What to do: Print out the entries exactly, and include each one.

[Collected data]
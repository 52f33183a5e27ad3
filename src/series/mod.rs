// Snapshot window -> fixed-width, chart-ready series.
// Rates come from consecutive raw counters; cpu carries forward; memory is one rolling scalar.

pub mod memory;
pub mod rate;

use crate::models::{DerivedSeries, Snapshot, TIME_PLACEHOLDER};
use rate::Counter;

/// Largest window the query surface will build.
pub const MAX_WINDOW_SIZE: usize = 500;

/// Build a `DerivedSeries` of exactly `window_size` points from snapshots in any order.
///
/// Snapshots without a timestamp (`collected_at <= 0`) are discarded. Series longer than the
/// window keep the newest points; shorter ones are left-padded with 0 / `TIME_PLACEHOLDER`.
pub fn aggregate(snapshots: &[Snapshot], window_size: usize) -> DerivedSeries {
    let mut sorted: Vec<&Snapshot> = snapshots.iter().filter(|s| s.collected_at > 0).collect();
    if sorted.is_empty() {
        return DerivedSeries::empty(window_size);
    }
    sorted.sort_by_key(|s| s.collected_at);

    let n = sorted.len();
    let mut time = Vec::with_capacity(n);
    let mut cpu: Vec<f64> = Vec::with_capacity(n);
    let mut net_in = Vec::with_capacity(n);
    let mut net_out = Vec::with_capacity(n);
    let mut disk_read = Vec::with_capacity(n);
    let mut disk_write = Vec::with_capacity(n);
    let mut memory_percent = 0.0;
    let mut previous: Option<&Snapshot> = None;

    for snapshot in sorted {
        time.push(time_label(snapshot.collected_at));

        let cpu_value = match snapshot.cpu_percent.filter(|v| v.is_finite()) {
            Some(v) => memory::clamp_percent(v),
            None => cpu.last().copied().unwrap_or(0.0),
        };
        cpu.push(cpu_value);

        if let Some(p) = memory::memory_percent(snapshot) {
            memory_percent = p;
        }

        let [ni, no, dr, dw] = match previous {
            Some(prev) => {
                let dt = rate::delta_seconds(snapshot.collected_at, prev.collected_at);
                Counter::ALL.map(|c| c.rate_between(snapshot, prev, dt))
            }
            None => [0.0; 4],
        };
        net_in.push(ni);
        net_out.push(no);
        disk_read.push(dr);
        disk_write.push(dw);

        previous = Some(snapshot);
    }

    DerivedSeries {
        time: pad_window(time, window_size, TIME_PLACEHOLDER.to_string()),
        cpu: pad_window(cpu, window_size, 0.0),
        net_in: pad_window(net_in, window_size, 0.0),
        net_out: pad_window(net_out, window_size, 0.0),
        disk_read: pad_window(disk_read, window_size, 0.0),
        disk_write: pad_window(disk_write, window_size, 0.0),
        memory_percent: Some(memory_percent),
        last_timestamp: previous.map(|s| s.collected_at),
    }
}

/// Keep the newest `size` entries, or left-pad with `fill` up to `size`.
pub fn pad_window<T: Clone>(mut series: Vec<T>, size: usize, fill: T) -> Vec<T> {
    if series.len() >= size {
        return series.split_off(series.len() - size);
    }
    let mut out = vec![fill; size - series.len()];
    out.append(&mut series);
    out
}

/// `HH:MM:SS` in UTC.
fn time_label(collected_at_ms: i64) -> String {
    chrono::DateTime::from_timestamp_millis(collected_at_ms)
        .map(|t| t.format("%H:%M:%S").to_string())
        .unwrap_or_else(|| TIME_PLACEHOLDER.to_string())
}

Output below:
repository 52f33183a5e27ad3
filename src/series/mod.rs
// Snapshot window -> fixed-width, chart-ready series.
// Rates come from consecutive raw counters; cpu carries forward; memory is one rolling scalar.

pub mod memory;
pub mod rate;

use crate::models::{DerivedSeries, Snapshot, TIME_PLACEHOLDER};
use rate::Counter;

/// Largest window the query surface will build.
pub const MAX_WINDOW_SIZE: usize = 500;

/// Build a `DerivedSeries` of exactly `window_size` points from snapshots in any order.
///
/// Snapshots without a timestamp (`collected_at <= 0`) are discarded. Series longer than the
/// window keep the newest points; shorter ones are left-padded with 0 / `TIME_PLACEHOLDER`.
pub fn aggregate(snapshots: &[Snapshot], window_size: usize) -> DerivedSeries {
    let mut sorted: Vec<&Snapshot> = snapshots.iter().filter(|s| s.collected_at > 0).collect();
    if sorted.is_empty() {
        return DerivedSeries::empty(window_size);
    }
    sorted.sort_by_key(|s| s.collected_at);

    let n = sorted.len();
    let mut time = Vec::with_capacity(n);
    let mut cpu: Vec<f64> = Vec::with_capacity(n);
    let mut net_in = Vec::with_capacity(n);
    let mut net_out = Vec::with_capacity(n);
    let mut disk_read = Vec::with_capacity(n);
    let mut disk_write = Vec::with_capacity(n);
    let mut memory_percent = 0.0;
    let mut previous: Option<&Snapshot> = None;

    for snapshot in sorted {
        time.push(time_label(snapshot.collected_at));

        let cpu_value = match snapshot.cpu_percent.filter(|v| v.is_finite()) {
            Some(v) => memory::clamp_percent(v),
            None => cpu.last().copied().unwrap_or(0.0),
        };
        cpu.push(cpu_value);

        if let Some(p) = memory::memory_percent(snapshot) {
            memory_percent = p;
        }

        let [ni, no, dr, dw] = match previous {
            Some(prev) => {
                let dt = rate::delta_seconds(snapshot.collected_at, prev.collected_at);
                Counter::ALL.map(|c| c.rate_between(snapshot, prev, dt))
            }
            None => [0.0; 4],
        };
        net_in.push(ni);
        net_out.push(no);
        disk_read.push(dr);
        disk_write.push(dw);

        previous = Some(snapshot);
    }

    DerivedSeries {
        time: pad_window(time, window_size, TIME_PLACEHOLDER.to_string()),
        cpu: pad_window(cpu, window_size, 0.0),
        net_in: pad_window(net_in, window_size, 0.0),
        net_out: pad_window(net_out, window_size, 0.0),
        disk_read: pad_window(disk_read, window_size, 0.0),
        disk_write: pad_window(disk_write, window_size, 0.0),
        memory_percent: Some(memory_percent),
        last_timestamp: previous.map(|s| s.collected_at),
    }
}

/// Keep the newest `size` entries, or left-pad with `fill` up to `size`.
pub fn pad_window<T: Clone>(mut series: Vec<T>, size: usize, fill: T) -> Vec<T> {
    if series.len() >= size {
        return series.split_off(series.len() - size);
    }
    let mut out = vec![fill; size - series.len()];
    out.append(&mut series);
    out
}

/// `HH:MM:SS` in UTC.
fn time_label(collected_at_ms: i64) -> String {
    chrono::DateTime::from_timestamp_millis(collected_at_ms)
        .map(|t| t.format("%H:%M:%S").to_string())
        .unwrap_or_else(|| TIME_PLACEHOLDER.to_string())
}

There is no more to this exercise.